The internal leadership election, in which incumbent leader Lulzim Basha faces challenger Eduard Islami, has been controversial from the start, with a large group of party members arguing the election should have been postponed to allow more time for the party to reflect on the defeat of June 25 and for new leaders to emerge.
Traveling around the country to meet party members, Basha and Selami presented their platform and called for unity within the party.
Basha, who has been leading the Democrats since 2013, blames the electoral loss on the ruling Socialist Party buying votes with money from the illegal marijuana cultivation and pressuring the voters through other means.
Basha said the general elections race was not a normal competition of ideas.
“Criminals within institutions together with [Prime Minister] Edi Rama implemented a political project to cover Albania with drugs. This was a political project because he aimed to cover his economic failure. It was a political project because he aimed to capture the elections with the money,” Basha said during an event as part of his leadership campaign.
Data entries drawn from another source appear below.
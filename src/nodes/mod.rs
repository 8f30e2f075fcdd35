//! The identification nodes. Each one reads the conversation state, calls at
//! most one collaborator, and returns a partial delta; routing between them
//! lives in the pipeline wiring, not here.

mod answer_question;
mod capture_subject;
mod clarify;
#[cfg(test)]
mod clarify_test;
mod classify_local;
mod fetch_reference;
mod gate_uncertainty;
#[cfg(test)]
mod gate_uncertainty_test;
mod intake;
#[cfg(test)]
mod intake_test;
mod merge_context;
mod normalize_image;
#[cfg(test)]
mod normalize_image_test;
mod prompt_for_image;
mod resolve_name;
#[cfg(test)]
mod resolve_name_test;
mod synthesize_answer;
mod verify_vision;
mod web_search;

pub use answer_question::AnswerQuestionNode;
pub use capture_subject::CaptureSubjectNode;
pub use clarify::ClarifyNode;
pub use classify_local::ClassifyLocalNode;
pub use fetch_reference::FetchReferenceNode;
pub use gate_uncertainty::{GateUncertaintyNode, gate_decision};
pub use intake::IntakeNode;
pub use merge_context::MergeContextNode;
pub use normalize_image::{ImageFormat, NormalizeImageNode, sniff_format};
pub use prompt_for_image::PromptForImageNode;
pub use resolve_name::{ResolveNameNode, normalize_label_key, resolve_label, slug_to_binomial};
pub use synthesize_answer::SynthesizeAnswerNode;
pub use verify_vision::VerifyVisionNode;
pub use web_search::WebSearchNode;
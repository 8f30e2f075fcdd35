//! Terminal node asking the user for a photo.

use async_trait::async_trait;

use crate::graph::TurnNode;
use crate::text::bold;
use crate::types::{ConversationState, Namespace, NodeDelta};

pub struct PromptForImageNode;

#[async_trait]
impl TurnNode for PromptForImageNode {
  fn owns(&self) -> &'static [Namespace] {
    &[]
  }

  async fn run(&self, state: &ConversationState) -> NodeDelta {
    let text = match state.subject.as_ref() {
      Some(subject) => format!(
        "I have noted {} as the species of interest. Please upload a photo (JPG or PNG) so I can confirm the identification.",
        bold(subject.binomial())
      ),
      None => "To identify the species I need a photo. Please upload an image in JPG or PNG format.".to_string(),
    };
    NodeDelta::assistant_message(text)
  }
}
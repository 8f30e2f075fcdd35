//! Web-search collaborator: short snippets to supplement the reference page.

use async_trait::async_trait;
use serde::Serialize;

use crate::types::CallStatus;

/// One search hit.
#[derive(Debug, Clone, PartialEq, Serialize)]
pub struct SearchResult {
  pub title: String,
  pub url: String,
  pub snippet: String,
}

/// Summary of one search call.
#[derive(Debug, Clone, PartialEq, Serialize)]
pub struct SearchSummary {
  pub status: CallStatus,
  pub top_snippet: String,
  pub results: Vec<SearchResult>,
}

impl SearchSummary {
  pub fn empty() -> Self {
    Self {
      status: CallStatus::Empty,
      top_snippet: String::new(),
      results: Vec::new(),
    }
  }
}

/// Searches the web for a binomial name.
#[async_trait]
pub trait WebSearch: Send + Sync {
  async fn search(&self, binomial: &str, max_results: usize) -> SearchSummary;
}

/// Deterministic search stub pointing at the usual natural-history sources.
/// Stands in for a real search backend; output shape matches the contract.
pub struct StubSearch;

#[async_trait]
impl WebSearch for StubSearch {
  async fn search(&self, binomial: &str, max_results: usize) -> SearchSummary {
    if binomial.trim().is_empty() {
      return SearchSummary::empty();
    }
    let results = vec![
      SearchResult {
        title: format!("{binomial} – IUCN Red List"),
        url: "https://www.iucnredlist.org/".to_string(),
        snippet: "Conservation status and threats...".to_string(),
      },
      SearchResult {
        title: format!("{binomial} – Animal Diversity Web"),
        url: "https://animaldiversity.org/".to_string(),
        snippet: "Natural history, behavior...".to_string(),
      },
    ];
    SearchSummary {
      status: CallStatus::Ok,
      top_snippet: "Conservation status reported by IUCN; natural history from ADW.".to_string(),
      results: results.into_iter().take(max_results).collect(),
    }
  }
}
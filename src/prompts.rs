//! Prompt templates for the vision verifier and the answer-producing nodes.

/// Asks the vision model for nothing but the binomial name.
pub const BINOMIAL_PROMPT: &str = "Analyze the provided image. Return only the binomial scientific \
name of the species shown. Do not include explanations, descriptions, or any additional text. \
Expected format: \"Genus species\". Example: \"Macaca fuscata\".";

const SYNTHESIZE_TEMPLATE: &str = "You are an assistant with taxonomy expertise. The system has \
already identified the species as {binomial}. Using only the context below, write a clear, brief \
answer for the user that includes the scientific name and the common name if known. Do not invent \
facts.\n\n{context}";

const QA_TEMPLATE: &str = "Answer the user's question about {binomial} using only the context \
below. If the information is not in the context, reply exactly: \"Not enough information was \
found.\" Do not invent anything.\n\nQuestion: {question}\n\n{context}";

/// Prompt for the final identification answer.
pub fn synthesize_prompt(binomial: &str, context: &str) -> String {
  SYNTHESIZE_TEMPLATE
    .replace("{binomial}", binomial)
    .replace("{context}", context)
}

/// Prompt for follow-up questions about an already-identified subject.
pub fn qa_prompt(binomial: &str, question: &str, context: &str) -> String {
  QA_TEMPLATE
    .replace("{binomial}", binomial)
    .replace("{question}", question)
    .replace("{context}", context)
}
//! Tests for `ChatMessage`.

use super::{ChatMessage, Role};

#[test]
fn user_constructor_sets_role() {
  let m = ChatMessage::user("is this a macaque?");
  assert_eq!(m.role, Role::User);
  assert_eq!(m.text, "is this a macaque?");
}

#[test]
fn assistant_constructor_sets_role() {
  let m = ChatMessage::assistant(String::from("yes"));
  assert_eq!(m.role, Role::Assistant);
}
Selami served as partly leader in the 1990s. He spent nearly two decades in the United States before returning to become a lawmaker again and had not been very active until he put his name forward to compete against Basha.
Selami said it was clear the race was not even as Basha was trying to keep his seat at all costs even-though he led the party to a major defeat. Selami urged Democrats to vote for him instead.
“Together we will return to power faster, finding solicitations and staying close to the people of this country. That’s the winning formula. Our best days are head,” Selami told supporters.
However, a group of critics led by Astrit Patozi, a former top DP lawmaker, have launched a parallel campaign with party members urging them to postpone or boycott the internal elections, which are seen as fake by the critics and simply aiming to continue the leadership of Basha.
The Democrats suffered the worst electoral defeat in their history in the June 25 elections, leading to calls for the incumbent leader, Basha, to quit. Instead he said he would freeze his functions and seek another term at the helm.
Patozi says that “the current Basha-Selami race for the leader of the Democratic Party is neither fair nor equal, so should it be stopped to save the Democratic Party.”